Una bailaora
Gonzalo Bilbao Martínez

Una bailaora

c. 1913
  • Óleo sobre lienzo

    100 x 45 cm

    CTB.2008.6

  • © Colección Carmen Thyssen-Bornemisza

Una gitana tocada con un sombrero cordobés y envuelta en un mantón chinesco baila y toca las castañuelas en un modesto interior. Al fondo se distingue claramente una guitarrista que acompaña su arte con el cante y a su lado parece proyectarse todavía la sombra de una tercera figura que queda oculta. Sobre las paredes se reconocen sin dificultad los objetos de la vida cotidiana de una modesta vivienda sevillana de principios del siglo XX. Una imagen devota colgada de la pared, una pequeña repisa con loza de uso y varias piezas de barro domésticas distribuidas por el interior corroboran que, en efecto, el espectador contempla un baile que tiene lugar en una casa y no en alguno de los establecimientos que desde principios del siglo XIX se abrieron en Sevilla para atraer a los viajeros, siempre decorados con espejos, mantones y carteles taurinos que aquí no se ven.

Bilbao se interesó en esta obra en plasmar un espectáculo flamenco alternativo a dichos cafés cantantes sevillanos. En efecto, en la capital hispalense, y en toda Andalucía, era común que se organizaran fiestas y bailes gitanos de carácter privado, a los que resultaba prácticamente imposible acceder si no era mediante una valiosa invitación expresa de las familias o amigos que los organizaban. Lo restrictivo de su acceso, por un lado, pero sobre todo lo improvisado de la actuación, que no atendía a programas ni a contratos, hacía de esas ocasiones la expresión más auténtica del arte flamenco. Los participantes podían de forma espontánea dar rienda suelta al carácter más emocional que se apreciaba ya del flamenco. Pero al tratarse de fiestas que se ofrecían normalmente los gitanos a sí mismos, éstas se consideraban conservadoras de la pureza más genuina e intensa de su arte y por ello parecían las más valiosas para quienes buscaban encontrarse con esa atrayente faceta de la cultura andaluza.

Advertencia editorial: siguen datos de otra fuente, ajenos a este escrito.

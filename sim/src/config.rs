//! Simulation configuration.
//!
//! Defaults reproduce the classic board: a 1300 px window of 45 px tiles
//! (28 x 28 cells), five ticks per second, penalty-aware planning and the
//! alternating obstacle lanes. Any field can be overridden from JSON; missing
//! fields keep their defaults.

use crate::components::{Cell, GridDims, Obstacle};
use crate::error::{Result, SimError};
use crate::planner::PlannerConfig;
use crate::systems::obstacles::create_obstacles;
use bevy_ecs::prelude::*;
use rand::rngs::StdRng;
use rand::{Rng, SeedableRng};
use serde::{Deserialize, Serialize};
use std::time::Duration;

/// Where obstacles start out.
#[derive(Debug, Clone, Default, PartialEq, Eq, Serialize, Deserialize)]
#[serde(rename_all = "snake_case")]
pub enum ObstacleLayout {
    /// Every other row from row 1, spaced every 4 columns, lanes alternating
    /// direction.
    #[default]
    Alternating,
    /// An explicit obstacle set.
    Custom(Vec<Obstacle>),
}

impl ObstacleLayout {
    pub fn build(&self, dims: GridDims) -> Vec<Obstacle> {
        match self {
            ObstacleLayout::Alternating => create_obstacles(dims),
            ObstacleLayout::Custom(obstacles) => obstacles.clone(),
        }
    }
}

/// When the agent throws its path away and searches again.
#[derive(Debug, Clone, Copy, Default, PartialEq, Eq, Serialize, Deserialize)]
#[serde(rename_all = "snake_case")]
pub enum ReplanPolicy {
    /// Only when no path is held, the path is used up, or it no longer ends
    /// at the goal. A held path is followed even if an obstacle moves onto it.
    #[default]
    WhenStale,
    /// Also when a remaining path cell is occupied on the fresh map.
    WhenBlocked,
    /// Every tick.
    EveryTick,
}

/// Configuration for a run.
#[derive(Resource, Debug, Clone, PartialEq, Serialize, Deserialize)]
#[serde(default)]
pub struct SimConfig {
    pub rows: usize,
    pub cols: usize,
    /// Tile edge in pixels, passed through to renderers.
    pub tile_size: u32,
    /// Ticks per second.
    pub tick_rate: f32,
    /// Mark obstacle-adjacent cells and plan around them.
    pub penalty_enabled: bool,
    /// Start cell; defaults to a random column on the bottom row.
    pub start: Option<Cell>,
    /// Goal cell; defaults to a random column on the top row.
    pub goal: Option<Cell>,
    pub obstacles: ObstacleLayout,
    pub replan: ReplanPolicy,
    /// Consecutive planning failures tolerated before the run is declared
    /// unreachable. `None` retries forever.
    pub max_replan_failures: Option<u32>,
    /// Seed for the random start/goal columns.
    pub seed: Option<u64>,
}

impl Default for SimConfig {
    fn default() -> Self {
        Self {
            rows: 28,
            cols: 28,
            tile_size: 45,
            tick_rate: 5.0,
            penalty_enabled: true,
            start: None,
            goal: None,
            obstacles: ObstacleLayout::Alternating,
            replan: ReplanPolicy::WhenStale,
            max_replan_failures: None,
            seed: None,
        }
    }
}

/// Validated board setup derived from a `SimConfig`.
#[derive(Debug, Clone, PartialEq, Eq)]
pub struct Layout {
    pub dims: GridDims,
    /// Agent's starting cell, inside `dims`.
    pub start: Cell,
    /// Destination cell, inside `dims`.
    pub goal: Cell,
    /// Initial obstacles, none on the start or goal row.
    pub obstacles: Vec<Obstacle>,
}

impl SimConfig {
    /// Parse a JSON config. Missing fields keep their defaults.
    pub fn from_json(json: &str) -> Result<Self> {
        Ok(serde_json::from_str(json)?)
    }

    pub fn to_json_pretty(&self) -> std::result::Result<String, serde_json::Error> {
        serde_json::to_string_pretty(self)
    }

    pub fn dims(&self) -> GridDims {
        GridDims::new(self.rows, self.cols)
    }

    /// Seconds per tick.
    pub fn fixed_timestep(&self) -> f32 {
        1.0 / self.tick_rate
    }

    /// Seconds per tick as a `Duration`. Fails when the rate is not a
    /// positive number or the period does not fit in a `Duration`.
    pub fn tick_period(&self) -> Result<Duration> {
        if !self.tick_rate.is_finite() || self.tick_rate <= 0.0 {
            return Err(SimError::InvalidTickRate(self.tick_rate));
        }
        Duration::try_from_secs_f32(self.fixed_timestep())
            .map_err(|_| SimError::InvalidTickRate(self.tick_rate))
    }

    pub fn planner(&self) -> PlannerConfig {
        PlannerConfig {
            penalty_enabled: self.penalty_enabled,
        }
    }

    /// Check the configuration and place the start, goal and obstacles.
    pub fn resolve(&self) -> Result<Layout> {
        let dims = self.dims();
        if dims.rows == 0 || dims.cols == 0 {
            return Err(SimError::EmptyGrid {
                rows: dims.rows,
                cols: dims.cols,
            });
        }
        self.tick_period()?;

        let mut rng = match self.seed {
            Some(seed) => StdRng::seed_from_u64(seed),
            None => StdRng::from_entropy(),
        };
        let start = self
            .start
            .unwrap_or_else(|| Cell::new(dims.rows - 1, rng.gen_range(0..dims.cols)));
        let goal = self
            .goal
            .unwrap_or_else(|| Cell::new(0, rng.gen_range(0..dims.cols)));

        for (what, cell) in [("start", start), ("goal", goal)] {
            if !dims.contains(cell) {
                return Err(SimError::OutOfBounds {
                    what,
                    cell,
                    rows: dims.rows,
                    cols: dims.cols,
                });
            }
        }

        let obstacles = self.obstacles.build(dims);
        for obstacle in &obstacles {
            if !dims.contains(obstacle.cell()) {
                return Err(SimError::ObstacleOutOfBounds {
                    row: obstacle.row,
                    col: obstacle.col,
                });
            }
            if obstacle.row == start.row || obstacle.row == goal.row {
                return Err(SimError::ObstacleOnAgentRow { row: obstacle.row });
            }
        }

        Ok(Layout {
            dims,
            start,
            goal,
            obstacles,
        })
    }
}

La representación por pintores españoles y extranjeros de fiestas como ésta desde mediados del siglo XIX llego a ser frecuente. En torno a la década de los años ochenta de ese siglo había alcanzado su mayor apogeo la iconografía del «jaleo» como un espectáculo insólito y genuinamente andaluz. Pero, tras el cambio de siglo, la cultura regeneracionista alentó en España un sentimiento antiflamenco –unido íntimamente a los primeros pasos del discurso antitaurino–, que identificó la pervivencia de estos elementos de la cultura tradicional como costumbres irracionales que se oponían al progreso del país. Beligerantes contra esa idea que se extendía cada vez más en el nuevo siglo, artistas como Gonzalo Bilbao –emocionalmente muy vinculado a esa iconografía–, retomaron las imágenes del cante y del baile flamenco, añadiéndoles ahora un sentido de intensa reacción a favor del atractivo artístico de las tradiciones andaluzas más genuinas, basándose además en su pura atracción sensual, y que les servían para reivindicar la imagen mejor acuñada, y ya por entonces más difundida, de lo andaluz.

El cuadro de la Colección Carmen Thyssen-Bornemisza es elocuente ejemplo de ese compromiso en defensa de los atractivos puramente estéticos del baile flamenco en ese concreto contexto del siglo XX. Realizado ya en plena madurez plástica, el artista maneja hábilmente la luz artificial, con la que resalta caprichosamente los volúmenes del cuerpo de la bailaora. Así, el primer término está sinuosamente bordeado de un contraluz de colores intensos en la espalda de la mujer que llega, gracias a las improvisadas candilejas, hasta el propio rostro de la mujer. Además, el empleo de un colorido vivo y atrevido, como el de los claveles encendidos que lleva en el pelo o el tono violáceo de los faralaes marcados de sombra, atestiguan el peso tardío de la estética simbolista en la obra madura de Bilbao.